__Your assignment__: Please retype the listing below without a single change.

* * *

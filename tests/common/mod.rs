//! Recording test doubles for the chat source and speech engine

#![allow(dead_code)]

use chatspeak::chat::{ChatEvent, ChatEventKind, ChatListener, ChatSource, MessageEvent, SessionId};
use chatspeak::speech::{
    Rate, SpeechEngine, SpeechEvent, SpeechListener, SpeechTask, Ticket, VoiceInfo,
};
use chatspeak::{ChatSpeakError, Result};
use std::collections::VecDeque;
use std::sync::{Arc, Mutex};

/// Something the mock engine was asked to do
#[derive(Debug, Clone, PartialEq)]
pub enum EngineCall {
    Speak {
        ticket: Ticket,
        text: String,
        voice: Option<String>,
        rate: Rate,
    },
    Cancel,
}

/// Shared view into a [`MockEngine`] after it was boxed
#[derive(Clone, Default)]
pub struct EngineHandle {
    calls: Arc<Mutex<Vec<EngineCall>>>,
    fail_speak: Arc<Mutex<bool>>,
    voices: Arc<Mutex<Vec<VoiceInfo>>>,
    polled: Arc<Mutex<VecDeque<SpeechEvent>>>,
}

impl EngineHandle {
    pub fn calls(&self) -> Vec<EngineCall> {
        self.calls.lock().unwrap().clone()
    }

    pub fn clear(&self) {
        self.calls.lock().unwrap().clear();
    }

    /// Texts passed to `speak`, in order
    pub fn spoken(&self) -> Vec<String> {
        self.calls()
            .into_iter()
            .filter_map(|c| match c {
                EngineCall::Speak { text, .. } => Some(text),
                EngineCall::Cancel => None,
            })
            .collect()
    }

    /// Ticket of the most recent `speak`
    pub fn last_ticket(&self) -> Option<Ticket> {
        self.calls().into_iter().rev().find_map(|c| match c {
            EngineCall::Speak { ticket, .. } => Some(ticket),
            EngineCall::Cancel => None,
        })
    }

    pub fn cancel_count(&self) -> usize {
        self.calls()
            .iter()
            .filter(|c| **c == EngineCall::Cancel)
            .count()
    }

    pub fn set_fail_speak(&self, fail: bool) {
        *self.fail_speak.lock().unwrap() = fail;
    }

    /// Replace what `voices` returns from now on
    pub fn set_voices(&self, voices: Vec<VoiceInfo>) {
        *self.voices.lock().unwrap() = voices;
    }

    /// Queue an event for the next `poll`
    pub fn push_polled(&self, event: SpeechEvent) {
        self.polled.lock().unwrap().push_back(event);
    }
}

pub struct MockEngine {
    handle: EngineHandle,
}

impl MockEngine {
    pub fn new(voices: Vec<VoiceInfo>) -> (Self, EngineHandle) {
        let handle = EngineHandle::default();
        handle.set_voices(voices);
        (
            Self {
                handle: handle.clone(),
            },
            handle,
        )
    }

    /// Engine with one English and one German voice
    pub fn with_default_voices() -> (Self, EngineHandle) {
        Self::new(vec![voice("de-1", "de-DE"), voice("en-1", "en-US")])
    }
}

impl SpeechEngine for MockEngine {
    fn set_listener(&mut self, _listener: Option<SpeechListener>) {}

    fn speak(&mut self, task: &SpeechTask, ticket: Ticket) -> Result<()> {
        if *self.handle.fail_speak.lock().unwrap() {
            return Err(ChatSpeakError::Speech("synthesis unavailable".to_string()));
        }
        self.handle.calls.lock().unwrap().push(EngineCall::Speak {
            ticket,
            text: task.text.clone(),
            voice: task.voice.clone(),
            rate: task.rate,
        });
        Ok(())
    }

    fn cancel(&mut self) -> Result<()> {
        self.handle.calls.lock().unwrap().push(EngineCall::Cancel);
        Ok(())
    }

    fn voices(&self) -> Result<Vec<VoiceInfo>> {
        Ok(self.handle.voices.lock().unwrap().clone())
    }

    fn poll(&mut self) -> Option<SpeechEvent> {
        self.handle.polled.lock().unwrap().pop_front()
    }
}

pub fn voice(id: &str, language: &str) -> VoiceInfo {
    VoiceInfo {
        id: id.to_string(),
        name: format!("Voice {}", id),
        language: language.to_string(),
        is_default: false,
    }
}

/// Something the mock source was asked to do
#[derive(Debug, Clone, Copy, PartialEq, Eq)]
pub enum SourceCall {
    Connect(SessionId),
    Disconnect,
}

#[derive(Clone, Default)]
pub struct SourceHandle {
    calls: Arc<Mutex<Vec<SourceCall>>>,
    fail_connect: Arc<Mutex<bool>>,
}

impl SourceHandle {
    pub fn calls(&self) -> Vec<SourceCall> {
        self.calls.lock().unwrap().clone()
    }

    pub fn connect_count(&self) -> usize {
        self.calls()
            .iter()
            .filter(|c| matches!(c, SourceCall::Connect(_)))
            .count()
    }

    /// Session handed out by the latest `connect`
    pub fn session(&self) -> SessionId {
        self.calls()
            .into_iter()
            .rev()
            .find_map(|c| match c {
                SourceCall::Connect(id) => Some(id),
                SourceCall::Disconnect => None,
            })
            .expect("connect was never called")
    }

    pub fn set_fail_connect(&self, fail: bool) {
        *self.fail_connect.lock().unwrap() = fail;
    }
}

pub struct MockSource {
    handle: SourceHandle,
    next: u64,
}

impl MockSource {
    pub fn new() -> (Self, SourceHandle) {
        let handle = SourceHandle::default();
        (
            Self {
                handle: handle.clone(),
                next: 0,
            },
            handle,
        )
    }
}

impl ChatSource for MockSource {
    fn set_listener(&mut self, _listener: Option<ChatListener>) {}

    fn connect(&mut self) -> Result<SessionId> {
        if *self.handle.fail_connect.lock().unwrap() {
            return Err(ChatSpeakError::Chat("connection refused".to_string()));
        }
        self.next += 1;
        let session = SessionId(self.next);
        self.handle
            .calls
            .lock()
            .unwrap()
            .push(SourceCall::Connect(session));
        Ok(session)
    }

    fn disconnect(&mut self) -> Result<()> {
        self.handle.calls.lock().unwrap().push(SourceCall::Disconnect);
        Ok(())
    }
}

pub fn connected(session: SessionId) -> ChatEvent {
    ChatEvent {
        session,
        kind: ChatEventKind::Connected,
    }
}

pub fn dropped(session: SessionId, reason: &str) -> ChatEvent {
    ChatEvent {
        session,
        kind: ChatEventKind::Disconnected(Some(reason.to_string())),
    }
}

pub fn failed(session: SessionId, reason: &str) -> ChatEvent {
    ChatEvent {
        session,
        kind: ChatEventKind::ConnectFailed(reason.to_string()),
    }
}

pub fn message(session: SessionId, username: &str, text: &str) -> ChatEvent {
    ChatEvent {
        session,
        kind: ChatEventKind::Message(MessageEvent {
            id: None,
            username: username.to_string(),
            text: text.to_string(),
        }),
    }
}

* * *

__Reply to the task__:
filename tests/common/mod.rs
//! Recording test doubles for the chat source and speech engine

#![allow(dead_code)]

use chatspeak::chat::{ChatEvent, ChatEventKind, ChatListener, ChatSource, MessageEvent, SessionId};
use chatspeak::speech::{
    Rate, SpeechEngine, SpeechEvent, SpeechListener, SpeechTask, Ticket, VoiceInfo,
};
use chatspeak::{ChatSpeakError, Result};
use std::collections::VecDeque;
use std::sync::{Arc, Mutex};

/// Something the mock engine was asked to do
#[derive(Debug, Clone, PartialEq)]
pub enum EngineCall {
    Speak {
        ticket: Ticket,
        text: String,
        voice: Option<String>,
        rate: Rate,
    },
    Cancel,
}

/// Shared view into a [`MockEngine`] after it was boxed
#[derive(Clone, Default)]
pub struct EngineHandle {
    calls: Arc<Mutex<Vec<EngineCall>>>,
    fail_speak: Arc<Mutex<bool>>,
    voices: Arc<Mutex<Vec<VoiceInfo>>>,
    polled: Arc<Mutex<VecDeque<SpeechEvent>>>,
}

impl EngineHandle {
    pub fn calls(&self) -> Vec<EngineCall> {
        self.calls.lock().unwrap().clone()
    }

    pub fn clear(&self) {
        self.calls.lock().unwrap().clear();
    }

    /// Texts passed to `speak`, in order
    pub fn spoken(&self) -> Vec<String> {
        self.calls()
            .into_iter()
            .filter_map(|c| match c {
                EngineCall::Speak { text, .. } => Some(text),
                EngineCall::Cancel => None,
            })
            .collect()
    }

    /// Ticket of the most recent `speak`
    pub fn last_ticket(&self) -> Option<Ticket> {
        self.calls().into_iter().rev().find_map(|c| match c {
            EngineCall::Speak { ticket, .. } => Some(ticket),
            EngineCall::Cancel => None,
        })
    }

    pub fn cancel_count(&self) -> usize {
        self.calls()
            .iter()
            .filter(|c| **c == EngineCall::Cancel)
            .count()
    }

    pub fn set_fail_speak(&self, fail: bool) {
        *self.fail_speak.lock().unwrap() = fail;
    }

    /// Replace what `voices` returns from now on
    pub fn set_voices(&self, voices: Vec<VoiceInfo>) {
        *self.voices.lock().unwrap() = voices;
    }

    /// Queue an event for the next `poll`
    pub fn push_polled(&self, event: SpeechEvent) {
        self.polled.lock().unwrap().push_back(event);
    }
}

pub struct MockEngine {
    handle: EngineHandle,
}

impl MockEngine {
    pub fn new(voices: Vec<VoiceInfo>) -> (Self, EngineHandle) {
        let handle = EngineHandle::default();
        handle.set_voices(voices);
        (
            Self {
                handle: handle.clone(),
            },
            handle,
        )
    }

    /// Engine with one English and one German voice
    pub fn with_default_voices() -> (Self, EngineHandle) {
        Self::new(vec![voice("de-1", "de-DE"), voice("en-1", "en-US")])
    }
}

impl SpeechEngine for MockEngine {
    fn set_listener(&mut self, _listener: Option<SpeechListener>) {}

    fn speak(&mut self, task: &SpeechTask, ticket: Ticket) -> Result<()> {
        if *self.handle.fail_speak.lock().unwrap() {
            return Err(ChatSpeakError::Speech("synthesis unavailable".to_string()));
        }
        self.handle.calls.lock().unwrap().push(EngineCall::Speak {
            ticket,
            text: task.text.clone(),
            voice: task.voice.clone(),
            rate: task.rate,
        });
        Ok(())
    }

    fn cancel(&mut self) -> Result<()> {
        self.handle.calls.lock().unwrap().push(EngineCall::Cancel);
        Ok(())
    }

    fn voices(&self) -> Result<Vec<VoiceInfo>> {
        Ok(self.handle.voices.lock().unwrap().clone())
    }

    fn poll(&mut self) -> Option<SpeechEvent> {
        self.handle.polled.lock().unwrap().pop_front()
    }
}

pub fn voice(id: &str, language: &str) -> VoiceInfo {
    VoiceInfo {
        id: id.to_string(),
        name: format!("Voice {}", id),
        language: language.to_string(),
        is_default: false,
    }
}

/// Something the mock source was asked to do
#[derive(Debug, Clone, Copy, PartialEq, Eq)]
pub enum SourceCall {
    Connect(SessionId),
    Disconnect,
}

#[derive(Clone, Default)]
pub struct SourceHandle {
    calls: Arc<Mutex<Vec<SourceCall>>>,
    fail_connect: Arc<Mutex<bool>>,
}

impl SourceHandle {
    pub fn calls(&self) -> Vec<SourceCall> {
        self.calls.lock().unwrap().clone()
    }

    pub fn connect_count(&self) -> usize {
        self.calls()
            .iter()
            .filter(|c| matches!(c, SourceCall::Connect(_)))
            .count()
    }

    /// Session handed out by the latest `connect`
    pub fn session(&self) -> SessionId {
        self.calls()
            .into_iter()
            .rev()
            .find_map(|c| match c {
                SourceCall::Connect(id) => Some(id),
                SourceCall::Disconnect => None,
            })
            .expect("connect was never called")
    }

    pub fn set_fail_connect(&self, fail: bool) {
        *self.fail_connect.lock().unwrap() = fail;
    }
}

pub struct MockSource {
    handle: SourceHandle,
    next: u64,
}

impl MockSource {
    pub fn new() -> (Self, SourceHandle) {
        let handle = SourceHandle::default();
        (
            Self {
                handle: handle.clone(),
                next: 0,
            },
            handle,
        )
    }
}

impl ChatSource for MockSource {
    fn set_listener(&mut self, _listener: Option<ChatListener>) {}

    fn connect(&mut self) -> Result<SessionId> {
        if *self.handle.fail_connect.lock().unwrap() {
            return Err(ChatSpeakError::Chat("connection refused".to_string()));
        }
        self.next += 1;
        let session = SessionId(self.next);
        self.handle
            .calls
            .lock()
            .unwrap()
            .push(SourceCall::Connect(session));
        Ok(session)
    }

    fn disconnect(&mut self) -> Result<()> {
        self.handle.calls.lock().unwrap().push(SourceCall::Disconnect);
        Ok(())
    }
}

pub fn connected(session: SessionId) -> ChatEvent {
    ChatEvent {
        session,
        kind: ChatEventKind::Connected,
    }
}

pub fn dropped(session: SessionId, reason: &str) -> ChatEvent {
    ChatEvent {
        session,
        kind: ChatEventKind::Disconnected(Some(reason.to_string())),
    }
}

pub fn failed(session: SessionId, reason: &str) -> ChatEvent {
    ChatEvent {
        session,
        kind: ChatEventKind::ConnectFailed(reason.to_string()),
    }
}

pub fn message(session: SessionId, username: &str, text: &str) -> ChatEvent {
    ChatEvent {
        session,
        kind: ChatEventKind::Message(MessageEvent {
            id: None,
            username: username.to_string(),
            text: text.to_string(),
        }),
    }
}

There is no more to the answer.